Traditional drug discovery techniques seek compounds that maximally inhibit a single target enzyme. In most cases, this is an effective approach. Most enzymes are highly specific for their substrate, so an inhibitor of similar shape and chemical nature will bind tightly to the active site. This approach has been widely used to design inhibitors for diverse enzymatic targets, including HIV-1 protease (Fig. 1). HIV-1 protease, however, is somewhat different than most typical enzymes: it binds to and cleaves a collection of different peptides. This broader specificity makes resistance mutation possible, as the active site is remodeled to reject inhibitors but still bind to the appropriate peptide sequences needed for viral maturation. In contrast, the coevolutionary method evaluates each inhibitor for effectiveness against all possible mutant proteases, and searches for the one inhibitor that performs the "best" against the entire range (the term "best" was quantified using a minimax evaluation).

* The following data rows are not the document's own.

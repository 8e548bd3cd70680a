//! PAGESIM visualization: results view models and terminal rendering
//!
//! `view` projects a loaded simulation and the playback position into a
//! view model, `render` turns view models into text, and `graph` handles
//! the comparison image shipped by the service.
//!
//! Copyright (c) 2025 Mohammad Atashi <mohammadaliatashi@icloud.com>

pub mod error;
pub mod graph;
pub mod render;
pub mod theme;
pub mod view;

pub use error::RenderError;
pub use graph::{export_graph, GraphImage, GraphView, GRAPH_PLACEHOLDER};
pub use render::{
    render, render_catalog, render_form, render_navigation, render_samples, render_status,
    render_step_table, RenderOptions,
};
pub use theme::Theme;
pub use view::{build_results_view, ResultsView, StatusView};
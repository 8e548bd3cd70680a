//! Text renderer
//!
//! Turns view models into terminal text. Everything here is pure: the same
//! view and options always give the same string.
//!
//! Copyright (c) 2025 Mohammad Atashi <mohammadaliatashi@icloud.com>

use std::fmt::Write as _;

use pagesim_core::input::SamplePreset;
use pagesim_core::model::AlgorithmInfo;
use pagesim_core::{ErrorKind, FormState};
use tabled::{
    settings::{object::Rows, Alignment, Modify, Style},
    Table,
};

use crate::graph::GraphView;
use crate::theme::{styled, Theme};
use crate::view::{
    AlgorithmSection, InputSummary, NavigationView, ResultsView, StatusView, StepTable, TabPane,
    TabView,
};

/// Marker in front of the step number of the current row
pub const CURRENT_MARKER: &str = "▶";

#[derive(Debug, Clone, Copy, PartialEq, Eq)]
pub struct RenderOptions {
    pub color: bool,
}

impl Default for RenderOptions {
    fn default() -> Self {
        Self { color: true }
    }
}

impl RenderOptions {
    pub fn theme(&self) -> Theme {
        Theme::for_color(self.color)
    }
}

/// Render the full results screen
pub fn render(view: &ResultsView, options: &RenderOptions) -> String {
    let theme = options.theme();
    let mut out = String::new();

    render_summary(&mut out, &view.summary, &theme);
    for section in &view.sections {
        out.push('\n');
        render_section(&mut out, section, &theme);
    }
    if let Some(tabs) = &view.tabs {
        out.push('\n');
        render_tabs(&mut out, tabs, &theme);
    }
    out.push('\n');
    render_graph(&mut out, &view.graph, &theme);
    out.push('\n');
    out.push_str(&render_navigation(&view.navigation, options));
    out.push('\n');
    out
}

fn render_summary(out: &mut String, summary: &InputSummary, theme: &Theme) {
    let _ = writeln!(out, "{}", styled("Input", theme.title));
    let _ = writeln!(
        out,
        "  {} {}",
        styled("Reference string:", theme.label),
        summary.reference_string
    );
    let _ = writeln!(out, "  {} {}", styled("Frames:", theme.label), summary.frames);
    let _ = writeln!(
        out,
        "  {} {}",
        styled("Total pages:", theme.label),
        summary.total_pages
    );
}

fn render_section(out: &mut String, section: &AlgorithmSection, theme: &Theme) {
    let _ = writeln!(out, "{}", styled(&section.title, theme.title));
    let _ = writeln!(
        out,
        "  {} {}   {} {}   {} {}",
        styled("Page faults:", theme.label),
        styled(section.stats.page_faults, theme.fault),
        styled("Fault rate:", theme.label),
        section.stats.fault_rate,
        styled("Steps:", theme.label),
        section.stats.steps
    );
    if section.table.rows.is_empty() {
        let _ = writeln!(out, "  {}", styled("No steps recorded.", theme.muted));
    } else {
        let _ = writeln!(out, "{}", render_step_table(&section.table));
    }
}

/// Draw a step table with rounded borders. The current row carries the
/// marker in its step cell.
pub fn render_step_table(table: &StepTable) -> String {
    if table.headers.is_empty() && table.rows.is_empty() {
        return String::new();
    }

    let mut data: Vec<Vec<String>> = Vec::with_capacity(table.rows.len() + 1);
    data.push(table.headers.clone());
    for row in &table.rows {
        let marker = if row.current { CURRENT_MARKER } else { " " };
        let mut cells = Vec::with_capacity(row.frames.len() + 4);
        cells.push(format!("{marker} {}", row.step));
        cells.push(row.page.clone());
        cells.extend(row.frames.iter().cloned());
        cells.push(row.status.label().to_string());
        cells.push(row.replaced.clone());
        data.push(cells);
    }

    Table::from_iter(data)
        .with(Style::rounded())
        .with(Modify::new(Rows::first()).with(Alignment::center()))
        .to_string()
}

fn render_tabs(out: &mut String, tabs: &TabView, theme: &Theme) {
    let _ = writeln!(out, "{}", styled("Step-by-Step Execution", theme.title));
    let labels: Vec<String> = tabs
        .tabs
        .iter()
        .enumerate()
        .map(|(index, tab)| {
            if index == tabs.active {
                styled(format!("[{}]", tab.label), theme.active)
            } else {
                styled(format!(" {} ", tab.label), theme.muted)
            }
        })
        .collect();
    let _ = writeln!(out, "  {}", labels.join(" "));

    match &tabs.pane {
        TabPane::Steps(table) if table.rows.is_empty() => {
            let _ = writeln!(out, "  {}", styled("No steps recorded.", theme.muted));
        }
        TabPane::Steps(table) => {
            let _ = writeln!(out, "{}", render_step_table(table));
        }
        TabPane::Placeholder(message) => {
            let _ = writeln!(out, "  {}", styled(message, theme.muted));
        }
    }
}

fn render_graph(out: &mut String, graph: &GraphView, theme: &Theme) {
    let _ = writeln!(out, "{}", styled("Page Fault Comparison", theme.title));
    match graph {
        GraphView::Image(image) => {
            let kind = if image.is_png() { "PNG image" } else { "image" };
            let _ = writeln!(
                out,
                "  {kind}, {} bytes {}",
                image.len(),
                styled("(save to export)", theme.muted)
            );
        }
        GraphView::Placeholder(message) => {
            let _ = writeln!(out, "  {}", styled(message, theme.muted));
        }
    }
}

/// One-line navigation bar: prev, position, next, play state and speed
pub fn render_navigation(nav: &NavigationView, options: &RenderOptions) -> String {
    let theme = options.theme();
    let button = |label: &str, enabled: bool| {
        if enabled {
            format!("[{label}]")
        } else {
            styled(format!("({label})"), theme.muted)
        }
    };
    let play = if nav.playing { "Pause" } else { "Play" };
    format!(
        "{} Step {} {} [{}] Speed: {}",
        button("◀ prev", nav.prev_enabled),
        nav.position,
        button("next ▶", nav.next_enabled),
        play,
        nav.speed
    )
}

/// Loading indicator and the error slot. Empty when there is nothing to say.
pub fn render_status(status: &StatusView, options: &RenderOptions) -> String {
    let theme = options.theme();
    let mut lines = Vec::new();
    if status.loading {
        lines.push(styled("Loading...", theme.info));
    }
    if let Some(notice) = &status.notice {
        let style = match notice.kind {
            ErrorKind::Validation => theme.warning,
            ErrorKind::Connectivity => theme.error,
        };
        lines.push(styled(&notice.message, style));
    }
    lines.join("\n")
}

/// Current form contents with the algorithm selector
pub fn render_form(form: &FormState, options: &RenderOptions) -> String {
    let theme = options.theme();
    let mut out = String::new();
    let _ = writeln!(out, "{}", styled("Simulation Input", theme.title));
    let _ = writeln!(out, "  {} {}", styled("Frames:", theme.label), form.frames);
    let reference = if form.reference_string.trim().is_empty() {
        styled("(empty)", theme.muted)
    } else {
        form.reference_string.clone()
    };
    let _ = writeln!(out, "  {} {}", styled("Reference string:", theme.label), reference);
    let selector: Vec<String> = form
        .algorithms
        .options()
        .iter()
        .map(|option| {
            let mark = if option.selected { "x" } else { " " };
            format!("[{mark}] {}", option.id)
        })
        .collect();
    let _ = write!(out, "  {} {}", styled("Algorithms:", theme.label), selector.join("  "));
    out
}

/// Algorithm catalog as published by the service
pub fn render_catalog(entries: &[AlgorithmInfo], options: &RenderOptions) -> String {
    if entries.is_empty() {
        return styled("No algorithm information available.", options.theme().muted);
    }
    let mut data = vec![vec![
        "Id".to_string(),
        "Name".to_string(),
        "Description".to_string(),
    ]];
    data.extend(
        entries
            .iter()
            .map(|info| vec![info.id.clone(), info.name.clone(), info.description.clone()]),
    );
    Table::from_iter(data)
        .with(Style::rounded())
        .with(Modify::new(Rows::first()).with(Alignment::center()))
        .to_string()
}

/// Numbered list of sample inputs, 1-based
pub fn render_samples(samples: &[SamplePreset], options: &RenderOptions) -> String {
    let theme = options.theme();
    samples
        .iter()
        .enumerate()
        .map(|(index, sample)| {
            format!(
                "  {}. {} {} {}",
                index + 1,
                styled(sample.label, theme.label),
                sample.reference_string,
                styled(format!("({} frames)", sample.frames), theme.muted)
            )
        })
        .collect::<Vec<_>>()
        .join("\n")
}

A holistic inhibitor was found by this approach which is predicted to bind to a broad range of complex mutants [1].

Figure 1: Complex of HIV-1 protease with a substrate. HIV-1 protease is represented by molecular surfaces and ribbon diagrams with subunit A in red and B in blue. The eleven protease residues that were allowed to mutate in this study (D25, G27, A28, D29, D30, V32, I47, G48, G49, I50, and I84) are colored orange and cyan, respectively. A ball-and-stick representation of a natural polyprotein substrate (SQNYPIVQ) is bound in the active site, with the backbone in yellow and side chains in white. (a) View of the entire complex. (b) Close-up of the active site, with the eight subsites (denoted S4 to S1 and S1' to S4') labeled. Peptides bind to HIV-1 protease in extended form with eight contiguous residues on the peptide, labeled P4 to P4', making contact with the eight enzyme subsites S4 to S4'. I created the images with the Python Molecular Viewer.

I then developed computational and visualization tools based on the coevolution algorithm to analyze the evolutionary tree of mutants that develop when HIV-1 is challenged with protease inhibitors (Fig. 2). These new tools also adressed the restrictions of the previous approach to search for peptide side chains only. I extended the evolutionary search to process any kind of inhibitors, not just peptide-based ones.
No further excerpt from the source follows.